Appending a Large Amount of Data

To optimize the performance of large-scale data insertions, it is recommended to partition the data and process each partition through separate background jobs. This strategy maximizes throughput by leveraging concurrent writes while preventing write conflicts. The example below demonstrates this using a smaller dataset. The performance advantages become significantly more evident when handling large volumes of historical data.

// Create databases and tables
if(existsDatabase("dfs://test")) dropDatabase("dfs://test")
db1 = database("",VALUE,2024.01.01..2024.01.03)
db2 = database("",HASH,[SYMBOL,4])
db = database("dfs://test", COMPO, [db1,db2],,"TSDB")
tmp = table(1:0, `date`time`sym`val, [DATE,SECOND,SYMBOL,INT])
pt = db.createPartitionedTable(tmp,`pt,`date`sym,,`time,ALL)

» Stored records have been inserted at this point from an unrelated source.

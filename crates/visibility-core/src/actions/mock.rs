//! In-memory backend for action tests

use std::cell::RefCell;
use std::collections::HashMap;

use async_trait::async_trait;
use serde_json::Value;

use crate::api::{ApiError, ApiResult, Endpoint, TrackingApi, Widget};
use crate::model::{
    ApiMessage, DashboardStats, ModelInfo, Query, QueryId, QueryPayload, QuerySummary, TrackOutcome,
    TrackReport, TrackingResult,
};

#[derive(Default)]
pub struct MockState {
    pub queries: Vec<Query>,
    pub results: Vec<TrackingResult>,
    pub models: Vec<ModelInfo>,
    /// Appended to `results` by the next track request
    pub on_track: Vec<TrackingResult>,
    /// Every request as "METHOD /path", in issue order
    pub calls: Vec<String>,
    /// Operation name -> error to return instead of succeeding
    pub failures: HashMap<&'static str, ApiError>,
    next_id: u32,
}

#[derive(Default)]
pub struct MockApi {
    pub state: RefCell<MockState>,
}

impl MockApi {
    pub fn with_queries(queries: Vec<Query>) -> Self {
        let api = Self::default();
        api.state.borrow_mut().queries = queries;
        api
    }

    pub fn fail(&self, operation: &'static str, error: ApiError) {
        self.state.borrow_mut().failures.insert(operation, error);
    }

    pub fn calls(&self) -> Vec<String> {
        self.state.borrow().calls.clone()
    }

    fn record(&self, operation: &'static str, method: &str, endpoint: Endpoint<'_>) -> ApiResult<()> {
        let mut state = self.state.borrow_mut();
        state.calls.push(format!("{} {}", method, endpoint.path()));
        match state.failures.get(operation) {
            Some(error) => Err(error.clone()),
            None => Ok(()),
        }
    }

    fn not_found() -> ApiError {
        ApiError::Status {
            status: 404,
            message: Some("Query no encontrada".to_string()),
        }
    }
}

#[async_trait(?Send)]
impl TrackingApi for MockApi {
    async fn stats(&self) -> ApiResult<DashboardStats> {
        self.record("stats", "GET", Endpoint::Stats)?;
        let state = self.state.borrow();
        Ok(DashboardStats {
            active_queries: state.queries.len() as u64,
            total_results: state.results.len() as u64,
            avg_visibility: 0.0,
            total_models: state.models.len() as u64,
        })
    }

    async fn list_queries(&self) -> ApiResult<Vec<QuerySummary>> {
        self.record("list_queries", "GET", Endpoint::Queries)?;
        Ok(self.state.borrow().queries.iter().cloned().map(QuerySummary::from).collect())
    }

    async fn get_query(&self, id: &QueryId) -> ApiResult<Query> {
        self.record("get_query", "GET", Endpoint::Query(id))?;
        self.state
            .borrow()
            .queries
            .iter()
            .find(|q| &q.id == id)
            .cloned()
            .ok_or_else(Self::not_found)
    }

    async fn create_query(&self, payload: &QueryPayload) -> ApiResult<ApiMessage> {
        self.record("create_query", "POST", Endpoint::Queries)?;
        let mut state = self.state.borrow_mut();
        state.next_id += 1;
        let id = QueryId::new(format!("new-{}", state.next_id));
        let mut query = Query::new(id.clone(), payload.name.clone());
        query.keywords = payload.keywords.clone();
        query.competitors = payload.competitors.clone();
        query.prompts = payload.prompts.clone();
        query.models = payload.models.clone();
        state.queries.push(query);
        Ok(ApiMessage {
            message: Some("Query creada correctamente".to_string()),
            error: None,
            id: Some(id.as_str().to_string()),
        })
    }

    async fn update_query(&self, id: &QueryId, payload: &QueryPayload) -> ApiResult<ApiMessage> {
        self.record("update_query", "PUT", Endpoint::Query(id))?;
        let mut state = self.state.borrow_mut();
        let query = state
            .queries
            .iter_mut()
            .find(|q| &q.id == id)
            .ok_or_else(Self::not_found)?;
        query.name = payload.name.clone();
        query.keywords = payload.keywords.clone();
        query.competitors = payload.competitors.clone();
        query.prompts = payload.prompts.clone();
        query.models = payload.models.clone();
        Ok(ApiMessage::default())
    }

    async fn delete_query(&self, id: &QueryId) -> ApiResult<()> {
        self.record("delete_query", "DELETE", Endpoint::Query(id))?;
        self.state.borrow_mut().queries.retain(|q| &q.id != id);
        Ok(())
    }

    async fn track_query(&self, id: &QueryId) -> ApiResult<TrackReport> {
        self.record("track_query", "POST", Endpoint::TrackQuery(id))?;
        let mut state = self.state.borrow_mut();
        let tracked: Vec<TrackingResult> = state.on_track.drain(..).collect();
        let outcomes = tracked
            .iter()
            .map(|r| TrackOutcome {
                keyword: r.keyword.clone(),
                model: r.model_id.clone(),
                question: r.question_text.clone(),
                position: r.position,
                visibility: r.visibility,
                success: true,
                error: None,
            })
            .collect();
        state.results.extend(tracked);
        Ok(TrackReport {
            message: Some("Tracking completado".to_string()),
            results: outcomes,
        })
    }

    async fn track_all(&self) -> ApiResult<ApiMessage> {
        self.record("track_all", "POST", Endpoint::TrackAll)?;
        Ok(ApiMessage {
            message: Some("Tracking iniciado".to_string()),
            ..Default::default()
        })
    }

    async fn results(&self, id: &QueryId) -> ApiResult<Vec<TrackingResult>> {
        self.record("results", "GET", Endpoint::Results(id))?;
        Ok(self
            .state
            .borrow()
            .results
            .iter()
            .filter(|r| r.query_id.as_ref() == Some(id))
            .cloned()
            .collect())
    }

    async fn models(&self) -> ApiResult<Vec<ModelInfo>> {
        self.record("models", "GET", Endpoint::Models)?;
        Ok(self.state.borrow().models.clone())
    }

    async fn widget(&self, widget: Widget) -> ApiResult<Value> {
        self.record("widget", "GET", Endpoint::Widget(widget))?;
        Ok(Value::Array(Vec::new()))
    }
}
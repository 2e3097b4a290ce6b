//! Page Routes
//!
//! Every page is its own document; navigating means loading a new URL.

use crate::api::{decode_segment, encode_segment};
use crate::model::QueryId;

#[derive(Debug, Clone, PartialEq, Eq)]
pub enum Route {
    Dashboard,
    Queries,
    QueryDetail(QueryId),
    EditQuery(QueryId),
    NewQuery,
    NotFound,
}

impl Route {
    /// Route for a location pathname. Query string, fragment and empty segments are ignored.
    pub fn parse(path: &str) -> Route {
        let path = path.split(['?', '#']).next().unwrap_or_default();
        let segments: Vec<&str> = path.split('/').filter(|s| !s.is_empty()).collect();
        match segments.as_slice() {
            [] => Route::Dashboard,
            ["queries"] => Route::Queries,
            ["query", id] => {
                let id = QueryId::new(decode_segment(id));
                if id.is_placeholder() {
                    Route::NotFound
                } else {
                    Route::QueryDetail(id)
                }
            }
            ["query", id, "edit"] => {
                let id = QueryId::new(decode_segment(id));
                if id.is_placeholder() {
                    Route::NewQuery
                } else {
                    Route::EditQuery(id)
                }
            }
            _ => Route::NotFound,
        }
    }

    pub fn href(&self) -> String {
        match self {
            Route::Dashboard | Route::NotFound => "/".to_string(),
            Route::Queries => "/queries".to_string(),
            Route::QueryDetail(id) => format!("/query/{}", encode_segment(id.as_str())),
            Route::EditQuery(id) => format!("/query/{}/edit", encode_segment(id.as_str())),
            Route::NewQuery => "/query/new/edit".to_string(),
        }
    }
}

#[cfg(test)]
mod tests {
    use super::*;

    #[test]
    fn test_parse_routes() {
        assert_eq!(Route::parse("/"), Route::Dashboard);
        assert_eq!(Route::parse(""), Route::Dashboard);
        assert_eq!(Route::parse("/queries/"), Route::Queries);
        assert_eq!(Route::parse("/query/abc"), Route::QueryDetail(QueryId::new("abc")));
        assert_eq!(Route::parse("/query/abc/edit"), Route::EditQuery(QueryId::new("abc")));
        assert_eq!(Route::parse("/query/new/edit"), Route::NewQuery);
        assert_eq!(Route::parse("/query/0/edit"), Route::NewQuery);
        assert_eq!(Route::parse("/query/new"), Route::NotFound);
        assert_eq!(Route::parse("/settings"), Route::NotFound);
    }

    #[test]
    fn test_parse_ignores_query_string() {
        assert_eq!(Route::parse("/queries?t=1700000000"), Route::Queries);
        assert_eq!(Route::parse("/query/abc#top"), Route::QueryDetail(QueryId::new("abc")));
    }

    #[test]
    fn test_href_round_trips_escaped_ids() {
        let route = Route::EditQuery(QueryId::new("a b"));
        assert_eq!(route.href(), "/query/a%20b/edit");
        assert_eq!(Route::parse(&route.href()), route);
    }
}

// Simulate 100 million records and insert at once
n = 100000000
t = table(take(2024.01.01..2024.01.03,n*3) as date,00:00:00 + 1..(n*3) as time, rand(`A`B`C`D`E`F,n*3) as sym, rand(100,n*3) as val)
timer pt.tableInsert(t)
// Time elapsed: 49329.098 ms

// simulate 100 million records and insert by partition
t1 = table(take(2024.01.01,n) as date, 00:00:00 + 1..n as time, rand(`A`B`C`D`E`F,n) as sym, rand(100,n) as val)
t2 = table(take(2024.01.02,n) as date, 00:00:00 + 1..n as time, rand(`A`B`C`D`E`F,n) as sym, rand(100,n) as val)
t3 = table(take(2024.01.03,n) as date, 00:00:00 + 1..n as time, rand(`A`B`C`D`E`F,n) as sym, rand(100,n) as val)
submitJob("writeData1", "writeData1", tableInsert, pt, t1)
submitJob("writeData2", "writeData2", tableInsert, pt, t2)
submitJob("writeData3", "writeData3", tableInsert, pt, t3)
// Time elapsed returned by getRecentJobs(): around 28000 ms

Appending Out-of-Range Data

Data outside existing partitions can be appended to VALUE or RANGE partitioned databases with configurations and functions. See Add Partitions for details.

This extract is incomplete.